§ **Prompt**
Copy each line of the entries that includes the word "Demo".

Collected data
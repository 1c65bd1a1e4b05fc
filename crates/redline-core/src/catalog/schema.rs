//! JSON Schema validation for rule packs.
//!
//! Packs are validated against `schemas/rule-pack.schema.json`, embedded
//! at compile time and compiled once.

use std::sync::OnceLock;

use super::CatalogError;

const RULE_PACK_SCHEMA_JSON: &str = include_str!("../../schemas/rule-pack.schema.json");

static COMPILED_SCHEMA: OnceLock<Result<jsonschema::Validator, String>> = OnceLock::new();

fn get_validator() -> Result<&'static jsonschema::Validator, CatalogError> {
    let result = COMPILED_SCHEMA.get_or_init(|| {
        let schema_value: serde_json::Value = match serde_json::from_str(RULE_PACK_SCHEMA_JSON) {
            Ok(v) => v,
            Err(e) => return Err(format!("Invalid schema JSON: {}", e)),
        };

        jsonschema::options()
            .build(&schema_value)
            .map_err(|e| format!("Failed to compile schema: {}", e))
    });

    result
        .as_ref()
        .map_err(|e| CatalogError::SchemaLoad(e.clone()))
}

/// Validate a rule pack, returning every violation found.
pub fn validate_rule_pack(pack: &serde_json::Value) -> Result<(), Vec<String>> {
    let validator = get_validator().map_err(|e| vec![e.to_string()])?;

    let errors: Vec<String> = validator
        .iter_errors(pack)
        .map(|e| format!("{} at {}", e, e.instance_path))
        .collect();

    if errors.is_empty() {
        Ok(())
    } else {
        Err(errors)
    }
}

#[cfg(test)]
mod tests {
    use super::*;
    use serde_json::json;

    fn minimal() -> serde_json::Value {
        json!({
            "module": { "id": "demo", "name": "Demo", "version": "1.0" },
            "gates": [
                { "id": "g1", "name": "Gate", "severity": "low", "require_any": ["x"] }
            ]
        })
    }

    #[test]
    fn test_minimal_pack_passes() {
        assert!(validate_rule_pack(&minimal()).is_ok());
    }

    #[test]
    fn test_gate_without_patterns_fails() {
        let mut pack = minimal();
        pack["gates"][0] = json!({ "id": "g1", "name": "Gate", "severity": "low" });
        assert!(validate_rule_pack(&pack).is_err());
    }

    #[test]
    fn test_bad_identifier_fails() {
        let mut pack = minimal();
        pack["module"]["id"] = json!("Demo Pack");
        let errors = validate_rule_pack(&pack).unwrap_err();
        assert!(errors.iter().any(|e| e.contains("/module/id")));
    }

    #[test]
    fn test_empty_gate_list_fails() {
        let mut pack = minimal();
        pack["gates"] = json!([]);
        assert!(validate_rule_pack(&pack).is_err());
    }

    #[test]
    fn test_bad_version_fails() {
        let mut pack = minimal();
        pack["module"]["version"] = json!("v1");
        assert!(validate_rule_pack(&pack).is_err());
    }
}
--
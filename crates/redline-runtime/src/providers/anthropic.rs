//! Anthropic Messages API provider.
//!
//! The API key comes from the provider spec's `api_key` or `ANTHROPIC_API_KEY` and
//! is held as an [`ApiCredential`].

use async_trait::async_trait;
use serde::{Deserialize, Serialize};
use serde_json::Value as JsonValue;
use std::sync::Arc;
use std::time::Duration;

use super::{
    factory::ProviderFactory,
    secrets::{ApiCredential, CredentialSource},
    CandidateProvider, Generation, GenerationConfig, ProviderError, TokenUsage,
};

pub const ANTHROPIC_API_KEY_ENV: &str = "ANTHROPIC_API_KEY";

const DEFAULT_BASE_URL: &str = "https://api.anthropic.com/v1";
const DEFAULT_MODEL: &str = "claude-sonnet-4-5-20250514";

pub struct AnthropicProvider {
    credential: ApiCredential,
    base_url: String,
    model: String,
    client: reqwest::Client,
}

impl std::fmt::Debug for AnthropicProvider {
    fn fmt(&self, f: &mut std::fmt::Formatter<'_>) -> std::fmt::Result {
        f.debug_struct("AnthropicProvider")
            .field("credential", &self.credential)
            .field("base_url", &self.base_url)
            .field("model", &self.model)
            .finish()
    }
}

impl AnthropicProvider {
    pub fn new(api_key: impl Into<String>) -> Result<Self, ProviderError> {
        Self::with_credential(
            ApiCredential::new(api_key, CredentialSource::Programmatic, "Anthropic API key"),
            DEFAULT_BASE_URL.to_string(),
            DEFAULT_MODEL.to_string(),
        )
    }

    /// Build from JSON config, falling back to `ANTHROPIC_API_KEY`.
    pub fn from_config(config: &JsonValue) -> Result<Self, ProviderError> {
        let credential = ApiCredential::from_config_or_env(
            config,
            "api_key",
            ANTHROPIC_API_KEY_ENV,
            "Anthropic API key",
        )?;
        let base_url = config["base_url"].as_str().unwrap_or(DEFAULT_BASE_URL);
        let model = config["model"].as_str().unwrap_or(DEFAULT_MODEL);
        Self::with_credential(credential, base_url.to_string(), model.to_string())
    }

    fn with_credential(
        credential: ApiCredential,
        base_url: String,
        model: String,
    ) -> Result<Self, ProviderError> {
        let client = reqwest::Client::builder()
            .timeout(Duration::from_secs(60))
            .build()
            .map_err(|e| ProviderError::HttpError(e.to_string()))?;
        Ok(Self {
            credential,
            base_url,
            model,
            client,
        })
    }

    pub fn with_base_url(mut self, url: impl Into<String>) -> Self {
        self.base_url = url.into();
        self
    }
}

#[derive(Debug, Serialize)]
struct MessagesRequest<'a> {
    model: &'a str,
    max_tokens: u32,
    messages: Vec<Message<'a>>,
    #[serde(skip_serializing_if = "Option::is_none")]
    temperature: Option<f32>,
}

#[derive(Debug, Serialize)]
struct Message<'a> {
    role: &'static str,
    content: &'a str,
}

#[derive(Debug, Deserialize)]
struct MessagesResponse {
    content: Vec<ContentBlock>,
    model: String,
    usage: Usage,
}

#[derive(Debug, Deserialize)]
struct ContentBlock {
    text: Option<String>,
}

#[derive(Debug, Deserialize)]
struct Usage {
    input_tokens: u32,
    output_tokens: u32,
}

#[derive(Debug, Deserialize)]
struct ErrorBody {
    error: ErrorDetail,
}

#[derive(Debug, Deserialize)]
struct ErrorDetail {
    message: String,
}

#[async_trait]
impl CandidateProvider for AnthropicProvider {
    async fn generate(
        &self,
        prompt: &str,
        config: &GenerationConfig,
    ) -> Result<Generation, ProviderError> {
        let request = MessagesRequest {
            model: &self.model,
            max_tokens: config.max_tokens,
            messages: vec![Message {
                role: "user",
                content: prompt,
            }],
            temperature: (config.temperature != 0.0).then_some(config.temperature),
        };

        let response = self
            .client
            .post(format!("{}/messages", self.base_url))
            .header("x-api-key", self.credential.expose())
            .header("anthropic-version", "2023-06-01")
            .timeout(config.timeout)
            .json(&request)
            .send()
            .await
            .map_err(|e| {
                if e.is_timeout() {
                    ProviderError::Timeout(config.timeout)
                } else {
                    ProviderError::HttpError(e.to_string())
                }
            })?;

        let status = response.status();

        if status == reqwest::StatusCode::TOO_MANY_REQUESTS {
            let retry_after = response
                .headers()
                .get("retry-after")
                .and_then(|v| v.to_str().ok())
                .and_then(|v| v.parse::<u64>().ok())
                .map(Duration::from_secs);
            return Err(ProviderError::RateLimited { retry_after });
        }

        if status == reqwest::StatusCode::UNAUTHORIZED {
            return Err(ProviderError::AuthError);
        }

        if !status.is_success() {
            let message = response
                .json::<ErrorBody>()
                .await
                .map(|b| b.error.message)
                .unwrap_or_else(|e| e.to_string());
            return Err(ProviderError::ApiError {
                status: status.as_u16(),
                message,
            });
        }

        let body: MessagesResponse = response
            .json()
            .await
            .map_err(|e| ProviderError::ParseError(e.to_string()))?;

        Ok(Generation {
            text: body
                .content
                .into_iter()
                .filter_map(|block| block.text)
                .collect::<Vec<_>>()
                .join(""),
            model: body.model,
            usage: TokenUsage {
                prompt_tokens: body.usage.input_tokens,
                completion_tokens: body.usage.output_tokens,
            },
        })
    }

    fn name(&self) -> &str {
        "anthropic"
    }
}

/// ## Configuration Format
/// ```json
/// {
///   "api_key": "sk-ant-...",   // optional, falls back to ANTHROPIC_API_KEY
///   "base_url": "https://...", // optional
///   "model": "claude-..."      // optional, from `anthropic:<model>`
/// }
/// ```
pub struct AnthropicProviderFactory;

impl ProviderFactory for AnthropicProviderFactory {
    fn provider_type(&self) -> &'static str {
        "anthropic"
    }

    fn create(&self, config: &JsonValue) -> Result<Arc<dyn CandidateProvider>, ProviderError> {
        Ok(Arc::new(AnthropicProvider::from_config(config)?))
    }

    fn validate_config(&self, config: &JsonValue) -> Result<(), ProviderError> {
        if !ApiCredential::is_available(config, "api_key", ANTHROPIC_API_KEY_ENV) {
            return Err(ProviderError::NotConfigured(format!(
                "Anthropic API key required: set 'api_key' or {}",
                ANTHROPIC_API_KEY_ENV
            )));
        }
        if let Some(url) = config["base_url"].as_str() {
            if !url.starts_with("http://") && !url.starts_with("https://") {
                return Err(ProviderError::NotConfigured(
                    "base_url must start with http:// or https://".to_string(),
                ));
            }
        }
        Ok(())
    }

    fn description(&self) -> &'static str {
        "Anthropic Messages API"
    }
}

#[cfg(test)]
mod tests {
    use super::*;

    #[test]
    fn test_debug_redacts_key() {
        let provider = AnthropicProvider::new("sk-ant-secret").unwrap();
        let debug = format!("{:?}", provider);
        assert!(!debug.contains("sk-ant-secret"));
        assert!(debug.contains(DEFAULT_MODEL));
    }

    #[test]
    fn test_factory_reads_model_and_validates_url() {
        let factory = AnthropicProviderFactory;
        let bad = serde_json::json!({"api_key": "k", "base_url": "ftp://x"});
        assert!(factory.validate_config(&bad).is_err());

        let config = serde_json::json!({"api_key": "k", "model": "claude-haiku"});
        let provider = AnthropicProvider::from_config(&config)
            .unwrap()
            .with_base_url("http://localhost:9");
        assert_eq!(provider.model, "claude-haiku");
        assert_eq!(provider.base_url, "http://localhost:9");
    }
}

§ **Exercise answer**
            "module": { "id": "demo", "name": "Demo", "version": "1.0" },
        pack["module"]["id"] = json!("Demo Pack");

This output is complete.